How would you house the fan such that the humidity does not get into the electrical stuff? I'm always paranoid of going home to ashes.....


----------



## Pumilo (Sep 4, 2010)

Brian317 said:


> Ok thanks for the answer ! Do you happen to know which adapter is best? Which brands do you use....if you use one. I've heard some work and some dont....so just wanna get something i can use . Appreciate the advice !


That is somewhat dependent on what fan you are using. The fans I chose to use are a 12 volt fan and they draw .22 amps. Now I can run my fan on less voltage if I want to, but using more voltage could shorten the life. Therefor I chose an adapter that has adjustable voltage. I can switch it from 3,5,6,7.5,9, or 12 volts. I needed an adapter that with an output of at least .22 amps. I chose an adapter with an output of 1.8 to 2 amps max. If I keep to the safe side of 1.8 amps, and I divide 1.8 (adapters amp output) by .22 (Fans amp draw), get an answer of 8.18. So my choice of adapter will allow me to power a maximum of 8 of my fans on one adapter. By switching the voltage down, I can slow down my fans. I found it on eBay.
My fans are bigger than the 40mm case fans used in the how to thread I cited. By sanding the corners off, I was able to fit a 60mm case fan into a very similar housing. This gives me a good bit more airflow so I thought it would be prudent to use an adjustable adapter.


----------



## Wallace Grover (Dec 6, 2009)

Now, are we talking completely sealed tanks here?

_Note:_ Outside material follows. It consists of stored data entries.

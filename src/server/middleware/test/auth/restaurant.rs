use super::*;

/// Tests a bearer access token resolves the restaurant it was issued for.
///
/// Expected: Ok(Restaurant) with the token subject's email
#[tokio::test]
async fn resolves_restaurant_from_bearer_token() -> Result<(), DbErr> {
    let test = TestBuilder::new()
        .with_account_tables()
        .build()
        .await
        .unwrap();
    let db = test.db.as_ref().unwrap();
    let restaurant = factory::restaurant::RestaurantFactory::new(db)
        .email("owner@example.com")
        .build()
        .await?;

    let tokens = tokens();
    let pair = tokens
        .issue_pair(AccountKind::Restaurant, &restaurant.email)
        .unwrap();
    let headers = headers(Some(&format!("Bearer {}", pair.access_token)), None);

    let resolved = AuthGuard::new(db, &tokens, &headers)
        .restaurant()
        .await
        .unwrap();

    assert_eq!(resolved.id, restaurant.id);
    assert_eq!(resolved.email, "owner@example.com");

    Ok(())
}

/// Expected: Ok(Restaurant) when the header carries the token without prefix
#[tokio::test]
async fn accepts_raw_token_without_prefix() -> Result<(), DbErr> {
    let test = TestBuilder::new()
        .with_account_tables()
        .build()
        .await
        .unwrap();
    let db = test.db.as_ref().unwrap();
    let restaurant = factory::create_restaurant(db).await?;

    let tokens = tokens();
    let pair = tokens
        .issue_pair(AccountKind::Restaurant, &restaurant.email)
        .unwrap();
    let headers = headers(Some(&pair.access_token), None);

    let resolved = AuthGuard::new(db, &tokens, &headers)
        .restaurant()
        .await
        .unwrap();

    assert_eq!(resolved.id, restaurant.id);

    Ok(())
}

/// Expected: Err(AuthError::MissingToken)
#[tokio::test]
async fn rejects_missing_authorization_header() -> Result<(), DbErr> {
    let test = TestBuilder::new()
        .with_account_tables()
        .build()
        .await
        .unwrap();
    let db = test.db.as_ref().unwrap();

    let tokens = tokens();
    let headers = headers(None, None);

    let err = assert_auth_err(AuthGuard::new(db, &tokens, &headers).restaurant().await);

    assert!(matches!(err, AuthError::MissingToken(_)));

    Ok(())
}

/// Tests a user token cannot be used on restaurant routes.
///
/// Expected: Err(AuthError::TokenKindMismatch)
#[tokio::test]
async fn rejects_user_token() -> Result<(), DbErr> {
    let test = TestBuilder::new()
        .with_account_tables()
        .build()
        .await
        .unwrap();
    let db = test.db.as_ref().unwrap();
    let user = factory::create_user(db).await?;

    let tokens = tokens();
    let pair = tokens.issue_pair(AccountKind::User, &user.email).unwrap();
    let headers = headers(Some(&pair.access_token), None);

    let err = assert_auth_err(AuthGuard::new(db, &tokens, &headers).restaurant().await);

    assert!(matches!(err, AuthError::TokenKindMismatch { .. }));

    Ok(())
}

/// Tests a token signed with another secret is rejected.
///
/// Expected: Err(AuthError::InvalidToken)
#[tokio::test]
async fn rejects_foreign_signature() -> Result<(), DbErr> {
    let test = TestBuilder::new()
        .with_account_tables()
        .build()
        .await
        .unwrap();
    let db = test.db.as_ref().unwrap();
    let restaurant = factory::create_restaurant(db).await?;

    let forged = TokenService::new("another-secret", 3600, 7200)
        .issue_pair(AccountKind::Restaurant, &restaurant.email)
        .unwrap();
    let tokens = tokens();
    let headers = headers(Some(&forged.access_token), None);

    let err = assert_auth_err(AuthGuard::new(db, &tokens, &headers).restaurant().await);

    assert!(matches!(err, AuthError::InvalidToken(_)));

    Ok(())
}

/// Tests a token past its expiry is rejected even though the signature matches.
///
/// Expected: Err(AuthError::InvalidToken)
#[tokio::test]
async fn rejects_expired_token() -> Result<(), DbErr> {
    let test = TestBuilder::new()
        .with_account_tables()
        .build()
        .await
        .unwrap();
    let db = test.db.as_ref().unwrap();
    let restaurant = factory::create_restaurant(db).await?;

    let expired = TokenService::new("guard-test-secret", -120, -120)
        .issue_pair(AccountKind::Restaurant, &restaurant.email)
        .unwrap();
    let tokens = tokens();
    let headers = headers(Some(&format!("Bearer {}", expired.access_token)), None);

    let err = assert_auth_err(AuthGuard::new(db, &tokens, &headers).restaurant().await);

    assert!(matches!(err, AuthError::InvalidToken(_)));

    Ok(())
}

/// Tests a valid token whose account has been removed.
///
/// Expected: Err(AuthError::AccountNotInDatabase)
#[tokio::test]
async fn rejects_token_of_removed_account() -> Result<(), DbErr> {
    let test = TestBuilder::new()
        .with_account_tables()
        .build()
        .await
        .unwrap();
    let db = test.db.as_ref().unwrap();

    let tokens = tokens();
    let pair = tokens
        .issue_pair(AccountKind::Restaurant, "gone@example.com")
        .unwrap();
    let headers = headers(Some(&pair.access_token), None);

    let err = assert_auth_err(AuthGuard::new(db, &tokens, &headers).restaurant().await);

    assert!(matches!(err, AuthError::AccountNotInDatabase(email) if email == "gone@example.com"));

    Ok(())
}

/// Tests refresh routes read the refresh header and reject access tokens there.
///
/// Expected: Ok for the refresh token, Err(TokenKindMismatch) for the access token
#[tokio::test]
async fn refresh_requires_refresh_token() -> Result<(), DbErr> {
    let test = TestBuilder::new()
        .with_account_tables()
        .build()
        .await
        .unwrap();
    let db = test.db.as_ref().unwrap();
    let restaurant = factory::create_restaurant(db).await?;

    let tokens = tokens();
    let pair = tokens
        .issue_pair(AccountKind::Restaurant, &restaurant.email)
        .unwrap();

    let valid = headers(None, Some(&pair.refresh_token));
    let resolved = AuthGuard::new(db, &tokens, &valid)
        .restaurant_refresh()
        .await
        .unwrap();
    assert_eq!(resolved.id, restaurant.id);

    let wrong = headers(None, Some(&pair.access_token));
    let err = assert_auth_err(
        AuthGuard::new(db, &tokens, &wrong)
            .restaurant_refresh()
            .await,
    );
    assert!(matches!(err, AuthError::TokenKindMismatch { .. }));

    Ok(())
}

I have a 3/4 inch vent at the top of my vert...


----------



## Pumilo (Sep 4, 2010)

leuc11 said:


> I have domb quesion but I always thought about, does having a misting system or having water get on the fan in the tank effect the fan at all it may sound stupid but just thinking about it bothers me





miko12 said:


> How would you house the fan such that the humidity does not get into the electrical stuff? I'm always paranoid of going home to ashes.....


The adapter is on 110v but it is out of the viv. Within the viv we are only playing with 12 volts. I run my mister and my fan at the same time with no problems. There is a guy on the board that reports using the same fan, with misting, for 5 years and still running! When I did RC cars, we typically ran a higher amperage draw motor on 7.2 volts and we would completely submerge it in water, with it running, with our bare hands, for cleaning purposes and brush seating and we would not feel any shock.
I would never run a 110v fan in the viv for the reasons you guys stated above. 



Wallace Grover said:


> Now, are we talking completely sealed tanks here?
> 
> I have a 3/4 inch vent at the top of my vert...


They can be used in a completely sealed viv, or in one with a small vent. I have small vents in mine. The important thing is that you want to recirculate air within the viv. You do NOT want to push dry air from outside, into the viv, thus replacing the humid air with dry air.


----------



## DartAsylum (Feb 17, 2011)

my vivs that have fans, are 100% sealed. i dont want the humidity to go down.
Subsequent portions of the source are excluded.